BEGIN
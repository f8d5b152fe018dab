//! Validated discrete distributions

use crate::config::SummaryConfig;
use crate::error::{validation, DrvResult};
use crate::input::{ProbabilityVector, Support};
use crate::summary::{self, Skew, SummaryStatistics};
use serde::Serialize;

/// A discrete random variable: support values paired with their probabilities
///
/// Immutable once constructed; every derived quantity is recomputed on demand.
#[derive(Debug, Clone, PartialEq, Serialize)]
pub struct Distribution {
    support: Support,
    probabilities: ProbabilityVector,
}

impl Distribution {
    /// Pair a support with its probabilities (lengths must match)
    pub fn new(support: Support, probabilities: ProbabilityVector) -> DrvResult<Self> {
        validation::validate_cardinality(support.len(), probabilities.len())?;
        Ok(Self {
            support,
            probabilities,
        })
    }

    /// The support values
    pub fn support(&self) -> &Support {
        &self.support
    }

    /// The probabilities
    pub fn probabilities(&self) -> &ProbabilityVector {
        &self.probabilities
    }

    /// Support values as reals
    pub fn values(&self) -> Vec<f64> {
        self.support.to_f64()
    }

    /// Number of support values
    pub fn len(&self) -> usize {
        self.support.len()
    }

    /// Always false for a constructed distribution
    pub fn is_empty(&self) -> bool {
        self.support.is_empty()
    }

    /// Rows of the p.m.f. table: (x, P(X = x))
    pub fn rows(&self) -> impl Iterator<Item = (i64, f64)> + '_ {
        self.support
            .values()
            .iter()
            .copied()
            .zip(self.probabilities.values().iter().copied())
    }

    /// F(x) at each support value, in entry order
    pub fn cumulative(&self) -> Vec<f64> {
        summary::cumulative(self.probabilities.values())
    }

    /// Summary statistics with the default configuration
    pub fn summary(&self) -> SummaryStatistics {
        self.summary_with(&SummaryConfig::default())
    }

    /// Summary statistics
    pub fn summary_with(&self, config: &SummaryConfig) -> SummaryStatistics {
        SummaryStatistics::from_pmf_with(&self.values(), self.probabilities.values(), config)
    }

    /// Support value at quantile level `q`, using the same rule as the quartiles
    ///
    /// Returns `None` if `q` is outside [0, 1].
    pub fn quantile(&self, q: f64, config: &SummaryConfig) -> Option<i64> {
        if !(0.0..=1.0).contains(&q) {
            return None;
        }
        let index = summary::quantile_index(&self.cumulative(), q, config.quantile_tolerance);
        Some(self.support.values()[index])
    }

    /// Standardized skewness E[(X − μ)³] / σ³
    pub fn skewness(&self) -> f64 {
        summary::skewness(&self.values(), self.probabilities.values())
    }

    /// Direction of skew
    pub fn skew(&self, config: &SummaryConfig) -> Skew {
        Skew::classify(self.skewness(), config.skew_tolerance)
    }
}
END
**What to do**
Only one stretch of the entries above is wanted: the lines from the one containing "summary::cumulative(self.probabilities.values())" through the one containing "return None;". Please reproduce it exactly.

**Task answer**
        summary::cumulative(self.probabilities.values())
    }

    /// Summary statistics with the default configuration
    pub fn summary(&self) -> SummaryStatistics {
        self.summary_with(&SummaryConfig::default())
    }

    /// Summary statistics
    pub fn summary_with(&self, config: &SummaryConfig) -> SummaryStatistics {
        SummaryStatistics::from_pmf_with(&self.values(), self.probabilities.values(), config)
    }

    /// Support value at quantile level `q`, using the same rule as the quartiles
    ///
    /// Returns `None` if `q` is outside [0, 1].
    pub fn quantile(&self, q: f64, config: &SummaryConfig) -> Option<i64> {
        if !(0.0..=1.0).contains(&q) {
            return None;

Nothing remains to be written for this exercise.